Heirs of German Santiago


Facts:
In 1998, the Heirs of Santiago filed a complaint for injunction against Pinga (Eduardo) and
Saavedra, seeking to enjoin the latter from committing acts of depredation on their
properties.
Pinga and Saavedra filed their Amended Answer with Counterclaim, alleging that Pinga's
father (Edmundo) had been in possession of such properties since the 1930s, that the
Santiagos were previosusly ordered ejected from the properties after a complaint for
forcible entry filed by the Heirs of Pinga's father, and that owing to the Santiagos' forcible
re-entry and the irresponsible and reckless filing of the case, they should be awarded
damages instead.
By 2005, the Santiagos failed to present their evidence upon motion by Pinga and
Saavedra, the RTC dismissed the complaint for failure to prosecute. The RTC also allowed
Pinga and Saavedra to present their evidence ex parte.
Santiagos filed a Motion for Reconsideration, praying that the entire action, including the
counterclaim, be dismissed and that Pinga and Saavedra be disallowed to present their
evidence ex parte. Citing jurisprudence, they claimed that compulsory counterclaims
cannot be adjudicated independently of plaintiff's cause of action, therefore, the dismissal
of the complaint complaint carries with it that of the compulsory counterclaim.

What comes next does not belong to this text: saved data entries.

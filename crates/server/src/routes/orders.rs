//! Order routes.

use axum::{
    Json, Router,
    extract::{Path, State},
    http::StatusCode,
    routing::{get, post, put},
};
use rust_decimal::Decimal;
use serde::Deserialize;

use denfit_core::{CustomerDetails, Order, OrderId, OrderItem, OrderStatus, ShippingAddress};

use crate::db::orders::{NewOrder, OrderRepository};
use crate::error::{AppError, Result};
use crate::middleware::auth::{RequireAdmin, RequireAuth};
use crate::services::mail::templates;
use crate::state::AppState;

pub fn routes() -> Router<AppState> {
    Router::new()
        .route("/orders", post(create_order))
        .route("/orders/myorders", get(my_orders))
        .route("/admin/orders", get(admin_list_orders))
        .route("/admin/orders/{id}", put(admin_update_status))
}

#[derive(Debug, Deserialize)]
#[serde(rename_all = "camelCase")]
struct OrderLineRequest {
    product: denfit_core::ProductId,
    name: String,
    quantity: u32,
    image: String,
    price: Decimal,
    size: String,
    color: String,
}

#[derive(Debug, Deserialize)]
#[serde(rename_all = "camelCase")]
struct CreateOrderRequest {
    items: Vec<OrderLineRequest>,
    shipping_address: ShippingAddress,
    customer: CustomerDetails,
    payment_method: String,
    total_amount: Decimal,
}

fn validate_order(body: &CreateOrderRequest) -> Result<()> {
    if body.items.is_empty() {
        return Err(AppError::BadRequest("No order items".to_string()));
    }
    if body.shipping_address.address.trim().is_empty()
        || body.shipping_address.city.trim().is_empty()
    {
        return Err(AppError::BadRequest(
            "Shipping address and city are required".to_string(),
        ));
    }
    if body.customer.name.trim().is_empty()
        || body.customer.email.trim().is_empty()
        || body.customer.phone.trim().is_empty()
    {
        return Err(AppError::BadRequest(
            "Customer name, email, and phone are required".to_string(),
        ));
    }
    if body.payment_method.trim().is_empty() {
        return Err(AppError::BadRequest(
            "Payment method is required".to_string(),
        ));
    }
    Ok(())
}

/// POST /orders
async fn create_order(
    State(state): State<AppState>,
    RequireAuth(user): RequireAuth,
    Json(body): Json<CreateOrderRequest>,
) -> Result<(StatusCode, Json<Order>)> {
    validate_order(&body)?;

    let items = body
        .items
        .into_iter()
        .map(|line| OrderItem {
            product: line.product,
            name: line.name,
            qty: line.quantity,
            image: line.image,
            price: line.price,
            size: line.size,
            color: line.color,
        })
        .collect();

    let order = OrderRepository::new(state.pool())
        .create(&NewOrder {
            user: user.id,
            items,
            shipping_address: body.shipping_address,
            customer: body.customer,
            payment_method: body.payment_method,
            total_amount: body.total_amount,
        })
        .await?;

    tracing::info!(order_id = %order.id, user = %user.id, "Order placed");

    let (subject, text) = templates::order_confirmation(&order);
    state
        .mailer()
        .send_in_background(order.customer.email.clone(), subject, text);

    Ok((StatusCode::CREATED, Json(order)))
}

/// GET /orders/myorders
async fn my_orders(
    State(state): State<AppState>,
    RequireAuth(user): RequireAuth,
) -> Result<Json<Vec<Order>>> {
    let orders = OrderRepository::new(state.pool())
        .list_for_user(user.id)
        .await?;
    Ok(Json(orders))
}

/// GET /admin/orders
async fn admin_list_orders(
    State(state): State<AppState>,
    RequireAdmin(_admin): RequireAdmin,
) -> Result<Json<Vec<Order>>> {
    let orders = OrderRepository::new(state.pool()).list_all().await?;
    Ok(Json(orders))
}

#[derive(Debug, Deserialize)]
struct UpdateStatusRequest {
    status: String,
}

/// PUT /admin/orders/{id}
async fn admin_update_status(
    State(state): State<AppState>,
    RequireAdmin(admin): RequireAdmin,
    Path(id): Path<OrderId>,
    Json(body): Json<UpdateStatusRequest>,
) -> Result<Json<Order>> {
    let status = body
        .status
        .parse::<OrderStatus>()
        .map_err(|_| AppError::BadRequest(format!("Invalid order status: {}", body.status)))?;

    let order = OrderRepository::new(state.pool())
        .update_status(id, status)
        .await
        .map_err(|e| match e {
            crate::db::RepositoryError::NotFound => {
                AppError::NotFound("Order not found".to_string())
            }
            other => AppError::Database(other),
        })?;

    tracing::info!(order_id = %order.id, status = %order.status, admin = %admin.id, "Order status updated");
    Ok(Json(order))
}

#[cfg(test)]
mod tests {
    use super::*;

    fn valid_request() -> CreateOrderRequest {
        CreateOrderRequest {
            items: vec![OrderLineRequest {
                product: denfit_core::ProductId::new(1),
                name: "Varsity Bomber".to_owned(),
                quantity: 1,
                image: String::new(),
                price: Decimal::new(7499, 2),
                size: "M".to_owned(),
                color: "Red".to_owned(),
            }],
            shipping_address: ShippingAddress {
                address: "1 Main St".to_owned(),
                city: "Lahore".to_owned(),
                postal_code: None,
                country: None,
            },
            customer: CustomerDetails {
                name: "Ada".to_owned(),
                email: "ada@example.com".to_owned(),
                phone: "555-0100".to_owned(),
            },
            payment_method: "Cash on Delivery".to_owned(),
            total_amount: Decimal::new(7999, 2),
        }
    }

    #[test]
    fn test_valid_order_passes() {
        assert!(validate_order(&valid_request()).is_ok());
    }

    #[test]
    fn test_empty_items_rejected() {
        let mut req = valid_request();
        req.items.clear();
        let err = validate_order(&req).unwrap_err();
        assert!(matches!(err, AppError::BadRequest(msg) if msg == "No order items"));
    }

    #[test]
    fn test_blank_address_rejected() {
        let mut req = valid_request();
        req.shipping_address.address = "   ".to_owned();
        assert!(validate_order(&req).is_err());
    }

    #[test]
    fn test_missing_contact_rejected() {
        let mut req = valid_request();
        req.customer.phone = String::new();
        assert!(validate_order(&req).is_err());
    }

    #[test]
    fn test_order_request_accepts_client_wire_shape() {
        let json = serde_json::json!({
            "items": [{
                "product": 1,
                "name": "Varsity Bomber",
                "quantity": 2,
                "image": "/images/bomber.jpg",
                "price": "74.99",
                "size": "M",
                "color": "Red"
            }],
            "shippingAddress": { "address": "1 Main St", "city": "Lahore" },
            "customer": { "name": "Ada", "email": "ada@example.com", "phone": "555-0100" },
            "paymentMethod": "Cash on Delivery",
            "totalAmount": "154.98"
        });
        let req: CreateOrderRequest = serde_json::from_value(json).expect("deserialize");
        assert_eq!(req.items[0].quantity, 2);
        assert_eq!(req.total_amount, Decimal::new(15498, 2));
    }
}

RTC granted the Santiagos' Motion for Reconsideration and dismissed the counterclaim
on the ground that there was no opposition to the MOR .
The matter was elevated directly to the SC by way of Petition for Review under Rule 45 on
a pure question of law.
Issue
Whether the dismissal of the complaint carries with it the dimissal of the compulsory
counterclaim.
Held:
No. The Court said that the former jurisprudential rule can no longer stand in light of the
change introduced in Sec. 3, Rule 17 of the 1997 Rules of Civil Procedure which contains
an explicit proviso that if the complaint is dismissed due to the fault of the plaintiff, such
dismissal is WITHOUT PREJUDICE TO THE RIGHT OF THE DEFENDANT TO
PROSECUTE HIS COUNTERCLAIM IN THE SAME OR IN A SEPARATE ACTION.
In a compulsory counterclaim, the fact that the culpable acts on which it is based are
founded withing the same transaction or occurrence as the complaint, is insufficient
causation to negate the counterclaim together with the complaint. While the dismissal or
withdrawal precludes the pursuit of litigation, either through his own initiative or fault, it
would be unfair to similarly encumber the defendant who did not maintain such initiative
or fault. If the defendant similarly moves or the dismissal of the counterclaim or neglects
to timely pursue such action, the dismissal of the counterclaim should be premised on
such grounds imputable to the defendants and not on the actuations of the plaintiff.
If the RTC were to dismiss the counterclaim, it should be on the merits of such
counterclaim and not because of the survival of the complaint.